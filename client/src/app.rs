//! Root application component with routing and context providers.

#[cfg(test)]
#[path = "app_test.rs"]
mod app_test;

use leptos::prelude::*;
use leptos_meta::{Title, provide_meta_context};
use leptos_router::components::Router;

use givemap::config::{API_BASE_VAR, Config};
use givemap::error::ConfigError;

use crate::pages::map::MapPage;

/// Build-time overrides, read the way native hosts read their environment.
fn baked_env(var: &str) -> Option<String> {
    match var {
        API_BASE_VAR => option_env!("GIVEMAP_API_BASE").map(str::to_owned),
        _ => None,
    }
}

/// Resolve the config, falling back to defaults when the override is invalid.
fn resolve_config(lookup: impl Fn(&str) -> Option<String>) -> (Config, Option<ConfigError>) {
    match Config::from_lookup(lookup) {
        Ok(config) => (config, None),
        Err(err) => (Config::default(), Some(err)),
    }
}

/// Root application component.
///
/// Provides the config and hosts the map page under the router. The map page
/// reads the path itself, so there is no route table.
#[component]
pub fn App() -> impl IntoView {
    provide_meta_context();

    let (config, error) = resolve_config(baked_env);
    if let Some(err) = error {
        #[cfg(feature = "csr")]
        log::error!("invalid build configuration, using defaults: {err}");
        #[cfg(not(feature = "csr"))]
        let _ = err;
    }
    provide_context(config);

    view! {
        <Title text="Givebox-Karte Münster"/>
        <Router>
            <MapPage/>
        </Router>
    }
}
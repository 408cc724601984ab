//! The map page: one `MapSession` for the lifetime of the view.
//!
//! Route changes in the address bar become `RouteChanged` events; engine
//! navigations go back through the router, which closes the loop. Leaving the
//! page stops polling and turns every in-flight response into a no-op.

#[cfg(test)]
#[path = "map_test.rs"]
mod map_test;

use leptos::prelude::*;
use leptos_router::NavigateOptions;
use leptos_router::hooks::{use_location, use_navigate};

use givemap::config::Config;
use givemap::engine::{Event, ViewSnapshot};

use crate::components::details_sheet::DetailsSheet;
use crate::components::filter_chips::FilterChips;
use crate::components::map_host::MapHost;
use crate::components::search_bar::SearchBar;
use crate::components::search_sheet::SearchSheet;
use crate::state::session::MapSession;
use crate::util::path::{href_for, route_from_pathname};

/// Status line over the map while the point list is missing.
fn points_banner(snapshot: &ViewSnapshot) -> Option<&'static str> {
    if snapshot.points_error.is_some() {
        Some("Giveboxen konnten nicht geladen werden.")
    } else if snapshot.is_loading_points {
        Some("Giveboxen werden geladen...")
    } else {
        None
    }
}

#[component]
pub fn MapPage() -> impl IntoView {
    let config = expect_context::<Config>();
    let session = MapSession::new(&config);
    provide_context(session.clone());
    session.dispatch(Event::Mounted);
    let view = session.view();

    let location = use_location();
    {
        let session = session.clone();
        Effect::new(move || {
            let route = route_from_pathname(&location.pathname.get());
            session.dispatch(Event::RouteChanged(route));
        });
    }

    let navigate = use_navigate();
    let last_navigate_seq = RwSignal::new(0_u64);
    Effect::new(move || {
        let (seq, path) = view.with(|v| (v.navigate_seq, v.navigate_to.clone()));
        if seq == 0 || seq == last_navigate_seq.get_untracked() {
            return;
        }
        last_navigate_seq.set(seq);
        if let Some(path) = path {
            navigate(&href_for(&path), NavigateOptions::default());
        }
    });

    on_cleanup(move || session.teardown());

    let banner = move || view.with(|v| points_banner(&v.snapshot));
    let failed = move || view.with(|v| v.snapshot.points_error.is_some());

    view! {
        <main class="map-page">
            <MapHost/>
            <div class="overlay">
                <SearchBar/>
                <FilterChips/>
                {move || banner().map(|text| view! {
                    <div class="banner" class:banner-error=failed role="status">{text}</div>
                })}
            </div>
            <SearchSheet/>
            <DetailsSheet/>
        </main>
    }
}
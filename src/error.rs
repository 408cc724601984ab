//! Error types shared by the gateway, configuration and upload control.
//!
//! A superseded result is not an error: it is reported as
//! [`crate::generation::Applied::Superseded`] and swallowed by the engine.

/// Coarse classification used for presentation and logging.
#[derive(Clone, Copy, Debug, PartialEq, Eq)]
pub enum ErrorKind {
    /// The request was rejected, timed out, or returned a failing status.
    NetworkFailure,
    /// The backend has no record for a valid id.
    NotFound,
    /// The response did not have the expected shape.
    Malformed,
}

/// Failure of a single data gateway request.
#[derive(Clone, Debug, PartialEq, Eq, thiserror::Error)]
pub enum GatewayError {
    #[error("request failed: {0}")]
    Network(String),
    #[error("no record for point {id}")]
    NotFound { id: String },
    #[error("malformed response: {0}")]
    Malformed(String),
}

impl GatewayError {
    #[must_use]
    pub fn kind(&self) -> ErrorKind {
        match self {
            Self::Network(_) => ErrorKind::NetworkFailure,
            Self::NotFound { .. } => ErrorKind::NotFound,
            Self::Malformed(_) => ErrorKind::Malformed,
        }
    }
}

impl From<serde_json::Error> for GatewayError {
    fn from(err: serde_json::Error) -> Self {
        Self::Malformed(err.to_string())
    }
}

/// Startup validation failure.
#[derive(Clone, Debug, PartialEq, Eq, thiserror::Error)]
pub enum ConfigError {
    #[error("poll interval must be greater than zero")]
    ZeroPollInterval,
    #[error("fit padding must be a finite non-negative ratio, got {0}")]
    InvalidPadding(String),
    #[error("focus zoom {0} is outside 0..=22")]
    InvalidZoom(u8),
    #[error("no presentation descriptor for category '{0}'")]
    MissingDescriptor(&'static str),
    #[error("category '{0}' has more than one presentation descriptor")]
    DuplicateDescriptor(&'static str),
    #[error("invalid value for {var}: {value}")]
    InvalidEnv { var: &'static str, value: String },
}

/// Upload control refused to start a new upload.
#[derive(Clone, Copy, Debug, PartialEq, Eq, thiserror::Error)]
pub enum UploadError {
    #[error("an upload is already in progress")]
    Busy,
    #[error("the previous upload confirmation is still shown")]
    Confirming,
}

**Exercise prompt**
Using the material above, return each line in which the word "record" occurs.

**Reply**
    /// The backend has no record for a valid id.
    #[error("no record for point {id}")]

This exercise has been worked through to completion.